Work request
In the entries that follow, the line with "pub fn parent_path(&self)" opens the range and the line with "let clash = self.children.iter().position(|existing|" closes it; repeat that range exactly, both lines included.

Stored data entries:
↓↓↓

//! Command registry.
//!
//! Commands form a tree. Leaves carry a handler, groups carry children, never
//! both. Each node records the names on its path from the root instead of a back
//! pointer to its parent, so the tree stays a plain owned structure.
//!
//! Lookup is exact: a token matches a child by name or by one of its aliases.
//! There is no prefix matching.

use std::fmt;
use std::sync::Arc;

use tracing::debug;

use crate::error::{CliError, Result};
use crate::invocation::{CommandContext, ParsedInvocation};
use crate::schema::{ArgumentSet, ArgumentSpec};

/// The callable attached to a leaf command.
pub type Handler =
    Arc<dyn Fn(&mut CommandContext<'_>, &ParsedInvocation) -> Result<()> + Send + Sync>;

/// Name of the flag that skips a command's confirmation prompt.
pub const CONFIRM_FLAG: &str = "yes";

#[derive(Clone)]
pub struct CommandNode {
    name: String,
    about: String,
    aliases: Vec<String>,
    hidden: bool,
    args: ArgumentSet,
    handler: Option<Handler>,
    children: Vec<CommandNode>,
    prompt_missing: bool,
    confirmation: Option<String>,
    path: Vec<String>,
}

impl fmt::Debug for CommandNode {
    fn fmt(&self, f: &mut fmt::Formatter<'_>) -> fmt::Result {
        f.debug_struct("CommandNode")
            .field("path", &self.path)
            .field("aliases", &self.aliases)
            .field("hidden", &self.hidden)
            .field("args", &self.args.len())
            .field("handler", &self.handler.is_some())
            .field("children", &self.children)
            .finish()
    }
}

impl CommandNode {
    pub fn new(name: &str) -> Self {
        Self {
            name: name.to_string(),
            about: String::new(),
            aliases: Vec::new(),
            hidden: false,
            args: ArgumentSet::new(name),
            handler: None,
            children: Vec::new(),
            prompt_missing: false,
            confirmation: None,
            path: vec![name.to_string()],
        }
    }

    pub fn about(mut self, about: &str) -> Self {
        self.about = about.to_string();
        self
    }

    /// An alternative name, matched exactly like the primary one.
    pub fn alias(mut self, alias: &str) -> Self {
        self.aliases.push(alias.to_string());
        self
    }

    /// Omitted from help listings but still dispatchable.
    pub fn hidden(mut self) -> Self {
        self.hidden = true;
        self
    }

    pub fn arg(mut self, spec: ArgumentSpec) -> Result<Self> {
        self.args.define(spec)?;
        Ok(self)
    }

    pub fn handler<F>(mut self, handler: F) -> Self
    where
        F: Fn(&mut CommandContext<'_>, &ParsedInvocation) -> Result<()> + Send + Sync + 'static,
    {
        self.handler = Some(Arc::new(handler));
        self
    }

    /// Ask for missing required arguments interactively instead of failing.
    pub fn prompt_missing(mut self) -> Self {
        self.prompt_missing = true;
        self
    }

    /// Ask `prompt` before running; declining aborts. Adds a `--yes`/`-y` flag
    /// that answers the question up front.
    pub fn confirm(mut self, prompt: &str) -> Result<Self> {
        self.args.define(
            ArgumentSpec::flag(CONFIRM_FLAG)
                .short('y')
                .help("Confirm the action without prompting"),
        )?;
        self.confirmation = Some(prompt.to_string());
        Ok(self)
    }

    pub fn subcommand(mut self, child: CommandNode) -> Result<Self> {
        self.add_child(child)?;
        Ok(self)
    }

    pub fn name(&self) -> &str {
        &self.name
    }

    pub fn help_text(&self) -> &str {
        &self.about
    }

    pub fn aliases(&self) -> &[String] {
        &self.aliases
    }

    pub fn is_hidden(&self) -> bool {
        self.hidden
    }

    pub fn args(&self) -> &ArgumentSet {
        &self.args
    }

    pub fn handler_fn(&self) -> Option<&Handler> {
        self.handler.as_ref()
    }

    pub fn children(&self) -> &[CommandNode] {
        &self.children
    }

    pub fn visible_children(&self) -> impl Iterator<Item = &CommandNode> {
        self.children.iter().filter(|c| !c.hidden)
    }

    pub fn is_leaf(&self) -> bool {
        self.handler.is_some()
    }

    pub fn is_group(&self) -> bool {
        !self.children.is_empty()
    }

    pub fn prompts_missing(&self) -> bool {
        self.prompt_missing
    }

    pub fn confirmation(&self) -> Option<&str> {
        self.confirmation.as_deref()
    }

    /// Names from the root down to and including this node. Empty for the root.
    pub fn path(&self) -> &[String] {
        &self.path
    }

    /// The path of the enclosing group.
    pub fn parent_path(&self) -> &[String] {
        match self.path.split_last() {
            Some((_, parent)) => parent,
            None => &[],
        }
    }

    pub fn matches(&self, token: &str) -> bool {
        self.name == token || self.aliases.iter().any(|a| a == token)
    }

    pub fn find_child(&self, token: &str) -> Option<&CommandNode> {
        self.children.iter().find(|c| c.matches(token))
    }

    fn validate(&self) -> Result<()> {
        if self.name.is_empty() {
            return Err(CliError::invalid_spec("", "command name cannot be empty"));
        }
        match (self.handler.is_some(), self.children.is_empty()) {
            (true, false) => Err(CliError::invalid_spec(
                &self.name,
                "a command cannot have both a handler and subcommands",
            )),
            (false, true) => Err(CliError::invalid_spec(
                &self.name,
                "a command needs a handler or subcommands",
            )),
            _ => {
                if self.is_group() && !self.args.is_empty() {
                    return Err(CliError::invalid_spec(
                        &self.name,
                        "command groups take no arguments",
                    ));
                }
                self.children.iter().try_for_each(CommandNode::validate)
            }
        }
    }

    /// Inserts `child`, merging it into an existing group of the same name. Any
    /// other name or alias collision is a duplicate.
    fn add_child(&mut self, mut child: CommandNode) -> Result<()> {
        let clash = self.children.iter().position(|existing| {
            existing.matches(&child.name) || child.aliases.iter().any(|a| existing.matches(a))
        });

        match clash {
            Some(idx)
                if self.children[idx].name == child.name
                    && self.children[idx].is_group()
                    && child.is_group() =>
            {
                let existing = &mut self.children[idx];
                if existing.about.is_empty() {
                    existing.about = std::mem::take(&mut child.about);
                }
                for grandchild in std::mem::take(&mut child.children) {
                    existing.add_child(grandchild)?;
                }
                Ok(())
            }
            Some(_) => {
                let mut path = self.path.clone();
                path.push(child.name);
                Err(CliError::DuplicateCommand(path.join(" ")))
            }
            None => {
                child.rebase(&self.path);
                self.children.push(child);
                Ok(())
            }
        }
    }

    fn rebase(&mut self, parent: &[String]) {
        self.path = parent.to_vec();
        self.path.push(self.name.clone());
        let path = self.path.clone();
        for child in &mut self.children {
            child.rebase(&path);
        }
    }
}

/// The command tree of one program.
#[derive(Debug, Clone)]
pub struct CommandRegistry {
    program: String,
    version: Option<String>,
    root: CommandNode,
}

impl CommandRegistry {
    pub fn new(program: &str) -> Self {
        let mut root = CommandNode::new(program);
        root.path.clear();
        Self {
            program: program.to_string(),
            version: None,
            root,
        }
    }

    pub fn about(mut self, about: &str) -> Self {
        self.root.about = about.to_string();
        self
    }

    /// Enables `--version`/`-V` on the root.
    pub fn version(mut self, version: &str) -> Self {
        self.version = Some(version.to_string());
        self
    }

    pub fn program(&self) -> &str {
        &self.program
    }

    pub fn version_string(&self) -> Option<&str> {
        self.version.as_deref()
    }

    pub fn root(&self) -> &CommandNode {
        &self.root
    }

    /// Attaches `node` under `parent`, creating missing intermediate groups.
    pub fn register(&mut self, parent: &[&str], node: CommandNode) -> Result<()> {
        node.validate()?;

        let mut current = &mut self.root;
        for segment in parent {
            let idx = match current.children.iter().position(|c| c.matches(segment)) {
                Some(idx) => idx,
                None => {
                    let mut group = CommandNode::new(segment);
                    group.rebase(&current.path);
                    current.children.push(group);
                    current.children.len() - 1
                }
            };
            current = &mut current.children[idx];
            if current.is_leaf() {
                return Err(CliError::DuplicateCommand(current.path.join(" ")));
            }
        }

        debug!(parent = %parent.join(" "), command = %node.name, "registering command");
        current.add_child(node)
    }

    /// Sets the help text of an existing group or command.
    pub fn describe(&mut self, path: &[&str], about: &str) -> Result<()> {
        let mut current = &mut self.root;
        for segment in path {
            let idx = match current.children.iter().position(|c| c.matches(segment)) {
                Some(idx) => idx,
                None => return Err(unknown_command(&self.program, current, segment)),
            };
            current = &mut current.children[idx];
        }
        current.about = about.to_string();
        Ok(())
    }

    /// Looks a node up by exact path.
    pub fn find(&self, path: &[&str]) -> Option<&CommandNode> {
        path.iter()
            .try_fold(&self.root, |node, segment| node.find_child(segment))
    }

    /// Descends as far as `tokens` name commands. Never fails; the remaining
    /// tokens start at the first one that is not a child of the returned node.
    pub fn walk<'t>(&self, tokens: &'t [String]) -> (&CommandNode, &'t [String]) {
        let mut node = &self.root;
        let mut rest = tokens;
        while let Some((token, tail)) = rest.split_first() {
            match node.find_child(token) {
                Some(child) if !node.is_leaf() => {
                    node = child;
                    rest = tail;
                }
                _ => break,
            }
        }
        (node, rest)
    }

    /// Descends to a leaf, returning it with the tokens left for its arguments.
    pub fn resolve<'t>(&self, tokens: &'t [String]) -> Result<(&CommandNode, &'t [String])> {
        let mut node = &self.root;
        let mut rest = tokens;
        loop {
            if node.is_leaf() {
                return Ok((node, rest));
            }
            let Some((token, tail)) = rest.split_first() else {
                return Err(CliError::IncompleteCommand {
                    command: self.display_path(node),
                    choices: visible_names(node),
                });
            };
            match node.find_child(token) {
                Some(child) => {
                    node = child;
                    rest = tail;
                }
                None => return Err(unknown_command(&self.program, node, token)),
            }
        }
    }

    /// The program name followed by the node's path, e.g. `cmdtree files create-file`.
    pub fn display_path(&self, node: &CommandNode) -> String {
        std::iter::once(self.program.as_str())
            .chain(node.path.iter().map(String::as_str))
            .collect::<Vec<_>>()
            .join(" ")
    }
}

fn visible_names(node: &CommandNode) -> Vec<String> {
    node.visible_children().map(|c| c.name.clone()).collect()
}

fn unknown_command(program: &str, node: &CommandNode, token: &str) -> CliError {
    let command = std::iter::once(program)
        .chain(node.path.iter().map(String::as_str))
        .collect::<Vec<_>>()
        .join(" ");
    CliError::UnknownCommand {
        command,
        token: token.to_string(),
        choices: visible_names(node),
    }
}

↑↑↑

Problem solution
    pub fn parent_path(&self) -> &[String] {
        match self.path.split_last() {
            Some((_, parent)) => parent,
            None => &[],
        }
    }

    pub fn matches(&self, token: &str) -> bool {
        self.name == token || self.aliases.iter().any(|a| a == token)
    }

    pub fn find_child(&self, token: &str) -> Option<&CommandNode> {
        self.children.iter().find(|c| c.matches(token))
    }

    fn validate(&self) -> Result<()> {
        if self.name.is_empty() {
            return Err(CliError::invalid_spec("", "command name cannot be empty"));
        }
        match (self.handler.is_some(), self.children.is_empty()) {
            (true, false) => Err(CliError::invalid_spec(
                &self.name,
                "a command cannot have both a handler and subcommands",
            )),
            (false, true) => Err(CliError::invalid_spec(
                &self.name,
                "a command needs a handler or subcommands",
            )),
            _ => {
                if self.is_group() && !self.args.is_empty() {
                    return Err(CliError::invalid_spec(
                        &self.name,
                        "command groups take no arguments",
                    ));
                }
                self.children.iter().try_for_each(CommandNode::validate)
            }
        }
    }

    /// Inserts `child`, merging it into an existing group of the same name. Any
    /// other name or alias collision is a duplicate.
    fn add_child(&mut self, mut child: CommandNode) -> Result<()> {
        let clash = self.children.iter().position(|existing| {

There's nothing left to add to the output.